~mrlee/www.kamelasa.dev

788ad6ef236a65edc28f05fb79798ff4e6e840bc — Lee Meichin 2 months ago 1577cc3
Ruby Sorcery Pt 2: Ractor
1 files changed, 122 insertions(+), 0 deletions(-)

A posts/ruby-sorcery-ractor.poly.pm
A posts/ruby-sorcery-ractor.poly.pm => posts/ruby-sorcery-ractor.poly.pm +122 -0
@@ 0,0 1,122 @@
#lang pollen

◊define-meta[title]{Ruby Sorcery Part 2: Ractor}
◊define-meta[date]{2021-09-28}
◊define-meta[published #t]
◊define-meta[category]{ruby}

This is part two of a series of posts about Ruby and its more experimental features. The first part is about pattern matching.◊^[1]

Ractor is a new addition to Ruby's standard library, and it is essentially an implementation of the Actor model. More importantly, it offers a more lightweight approach to concurrency that might feel more at home to those familiar with Go's channels. Note that this isn't a wholesale replacement of Ruby's existing multithreading implementations, namely ◊code{Thread}◊^[2] and ◊code{Fiber}◊^[3], and is still highly experimental. As such, there is no guarantee that it would remain stable across future Ruby versions.
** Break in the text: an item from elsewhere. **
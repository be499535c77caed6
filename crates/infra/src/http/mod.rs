//! HTTP client with retry support

pub mod client;

pub use client::{HttpClient, HttpClientBuilder, RetryPolicy};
◊aside{Speaking of ◊code{Fiber}s, they've received some upgrades in Ruby 3 too. You can now create non-blocking fibers and provide your own scheduler to run them automatically.}

◊h1{The actor model}

Before we look at Ruby's implementation of it, it's useful to understand what the actor model is, at least in simple enough terms that you can then use to explore the topic in more depth.

In a nutshell, it's a way of handling concurrent communication. If, in OOP, everything is computed in terms of passing messages between objects, then the singular rule of the actor model is that everything is an actor. So, what's an actor?
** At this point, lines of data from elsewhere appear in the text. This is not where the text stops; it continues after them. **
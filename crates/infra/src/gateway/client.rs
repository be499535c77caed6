use async_trait::async_trait;
use reqwest::{Method, Response, StatusCode};
use tidyhome_core::{Charge, PaymentGateway, Transfer, TransferRequest};
use tidyhome_domain::{GatewayConfig, Result, TidyHomeError};
use tracing::{debug, info, warn};

use super::types::{ErrorEnvelope, ObjectRef};
use crate::errors::to_domain;
use crate::http::HttpClient;

const CHARGES_PATH: &str = "/v1/charges";
const TRANSFERS_PATH: &str = "/v1/transfers";

/// Payment gateway reached over HTTP
///
/// Retries, backoff and per-request timeouts are delegated to [`HttpClient`].
/// The orchestrator still applies its own deadline around every call.
pub struct HttpPaymentGateway {
    http_client: HttpClient,
    api_key: String,
    base_url: String,
}

impl HttpPaymentGateway {
    /// Create a gateway over an existing HTTP client
    pub fn new(
        base_url: impl Into<String>,
        api_key: impl Into<String>,
        http_client: HttpClient,
    ) -> Self {
        let base_url = base_url.into().trim_end_matches('/').to_string();
        Self { http_client, api_key: api_key.into(), base_url }
    }

    /// Build the gateway and its HTTP client from configuration
    ///
    /// # Errors
    /// Returns `TidyHomeError::Config` when no API key is configured.
    pub fn from_config(config: &GatewayConfig) -> Result<Self> {
        if config.api_key.trim().is_empty() {
            return Err(TidyHomeError::Config("gateway api_key is not configured".into()));
        }
        let http_client = HttpClient::for_gateway(config)?;
        Ok(Self::new(config.base_url.clone(), config.api_key.clone(), http_client))
    }

    fn url(&self, path: &str) -> String {
        format!("{}{}", self.base_url, path)
    }

    async fn read_object(&self, response: Response) -> Result<ObjectRef> {
        let status = response.status();
        if !status.is_success() {
            return Err(error_from_response(status, response).await);
        }
        response.json::<ObjectRef>().await.map_err(to_domain)
    }
}

#[async_trait]
impl PaymentGateway for HttpPaymentGateway {
    async fn retrieve_charge(&self, charge_ref: &str) -> Result<Charge> {
        if charge_ref.trim().is_empty() {
            return Err(TidyHomeError::InvalidInput("charge reference is empty".into()));
        }

        let url = self.url(&format!("{CHARGES_PATH}/{charge_ref}"));
        debug!(charge_ref, "retrieving charge");

        let request = self.http_client.request(Method::GET, &url).bearer_auth(&self.api_key);
        let response = self.http_client.send(request).await?;
        let charge = self.read_object(response).await?;

        Ok(Charge { charge_id: charge.id })
    }

    async fn transfer(&self, request: &TransferRequest) -> Result<Transfer> {
        let form = transfer_form(request);
        let builder = self
            .http_client
            .request(Method::POST, self.url(TRANSFERS_PATH))
            .bearer_auth(&self.api_key)
            .header("Idempotency-Key", &request.idempotency_key)
            .form(&form);

        let response = self.http_client.send(builder).await?;
        let transfer = self.read_object(response).await?;

        info!(
            transfer_id = %transfer.id,
            destination = %request.destination,
            amount_cents = request.amount_cents,
            "transfer accepted"
        );
        Ok(Transfer { transfer_id: transfer.id })
    }
}

/// Form body for a transfer; metadata keys use bracket notation.
fn transfer_form(request: &TransferRequest) -> Vec<(String, String)> {
    let mut form = vec![
        ("amount".to_string(), request.amount_cents.to_string()),
        ("currency".to_string(), request.currency.clone()),
        ("destination".to_string(), request.destination.clone()),
        ("source_transaction".to_string(), request.linked_charge_id.clone()),
    ];
    form.extend(
        request.metadata.iter().map(|(key, value)| (format!("metadata[{key}]"), value.clone())),
    );
    form
}

async fn error_from_response(status: StatusCode, response: Response) -> TidyHomeError {
    let body = response.text().await.unwrap_or_default();
    let detail = serde_json::from_str::<ErrorEnvelope>(&body)
        .map(|envelope| envelope.error.describe())
        .unwrap_or_else(|_| {
            status.canonical_reason().unwrap_or("unexpected gateway response").to_string()
        });
    let message = format!("HTTP {}: {detail}", status.as_u16());

    warn!(status = status.as_u16(), %detail, "gateway request rejected");

    match status.as_u16() {
        404 => TidyHomeError::NotFound(message),
        429 | 500..=599 => TidyHomeError::Network(message),
        _ => TidyHomeError::Gateway(message),
    }
}
//! Scriptable payment gateway fake

use std::collections::{HashMap, HashSet};
use std::sync::atomic::{AtomicUsize, Ordering};
use std::sync::Mutex;
use std::time::Duration;

use async_trait::async_trait;
use tidyhome_core::{Charge, PaymentGateway, Transfer, TransferRequest};
use tidyhome_domain::{Result as DomainResult, TidyHomeError};

/// Records every transfer; destinations can be scripted to fail or stall.
///
/// Like a real gateway, a repeated idempotency key is answered with the
/// outcome of the first request carrying it and moves no money.
#[derive(Default)]
pub struct FakeGateway {
    transfers: Mutex<Vec<TransferRequest>>,
    requests: Mutex<Vec<TransferRequest>>,
    outcomes: Mutex<HashMap<String, Result<String, String>>>,
    rejected_destinations: Mutex<HashSet<String>>,
    stalled_destinations: Mutex<HashMap<String, Duration>>,
    missing_charges: Mutex<HashSet<String>>,
    charge_lookups: AtomicUsize,
}

impl FakeGateway {
    /// Transfers to `destination` are declined.
    pub fn reject(&self, destination: &str) {
        self.rejected_destinations.lock().unwrap().insert(destination.to_string());
    }

    /// Accept transfers to `destination` again.
    pub fn accept(&self, destination: &str) {
        self.rejected_destinations.lock().unwrap().remove(destination);
    }

    /// Transfers to `destination` take `delay` before succeeding.
    pub fn stall(&self, destination: &str, delay: Duration) {
        self.stalled_destinations.lock().unwrap().insert(destination.to_string(), delay);
    }

    /// Charge lookups for `charge_ref` fail.
    pub fn lose_charge(&self, charge_ref: &str) {
        self.missing_charges.lock().unwrap().insert(charge_ref.to_string());
    }

    /// Transfers that moved money, one per accepted idempotency key.
    pub fn transfers(&self) -> Vec<TransferRequest> {
        self.transfers.lock().unwrap().clone()
    }

    /// Every transfer request received, including declined and replayed ones.
    pub fn requests(&self) -> Vec<TransferRequest> {
        self.requests.lock().unwrap().clone()
    }

    pub fn charge_lookups(&self) -> usize {
        self.charge_lookups.load(Ordering::SeqCst)
    }
}

#[async_trait]
impl PaymentGateway for FakeGateway {
    async fn retrieve_charge(&self, charge_ref: &str) -> DomainResult<Charge> {
        self.charge_lookups.fetch_add(1, Ordering::SeqCst);
        if self.missing_charges.lock().unwrap().contains(charge_ref) {
            return Err(TidyHomeError::Gateway(format!("No such charge: {charge_ref}")));
        }
        Ok(Charge { charge_id: format!("ch_{charge_ref}") })
    }

    async fn transfer(&self, request: &TransferRequest) -> DomainResult<Transfer> {
        self.requests.lock().unwrap().push(request.clone());
        let delay = self.stalled_destinations.lock().unwrap().get(&request.destination).copied();
        if let Some(delay) = delay {
            tokio::time::sleep(delay).await;
        }
        let mut outcomes = self.outcomes.lock().unwrap();
        let outcome = outcomes.entry(request.idempotency_key.clone()).or_insert_with(|| {
            if self.rejected_destinations.lock().unwrap().contains(&request.destination) {
                return Err(format!("Destination {} cannot receive transfers", request.destination));
            }
            let mut transfers = self.transfers.lock().unwrap();
            transfers.push(request.clone());
            Ok(format!("tr_{}", transfers.len()))
        });
        match outcome {
            Ok(transfer_id) => Ok(Transfer { transfer_id: transfer_id.clone() }),
            Err(message) => Err(TidyHomeError::Gateway(message.clone())),
        }
    }
}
An actor is something that has one or more addresses, and receives messages; but for anything useful to happen, it also has to do something with those messages.

◊aside{Imagine a ◊code{no-reply} email inbox, where every cry for help sent to it is routinely ignored. That is a version of an actor model that has an address, can receive messages, but do nothing else.}

In addition to receiving messages, then, an actor can also send messages to another actor. On top of that, it can also create new actors as children of itself.

The final missing piece is that an actor can hold internal state, or in other words, store data. This is inaccessible to any other actor and therefore the ◊em{only} way to manipulate data inside an actor is to send it a message that it understands.

How does it fit together? An actor can have multiple addresses, and many actors can share the same address. This means that you can achieve scaling by having more actors listen on an address, effectively load-balancing incoming messages, and you can create more powerful actors that perform different tasks based on those same messages.


◊h2{Actor languages}

If you've used Erlang◊^[4] or Elixir◊^[5] to any degree, you have already built something around this model and, perhaps, were not aware of it. This is because the actor model is an intuitive aspect of those languages that makes them what they are, and therefore everything is implemented in terms of it.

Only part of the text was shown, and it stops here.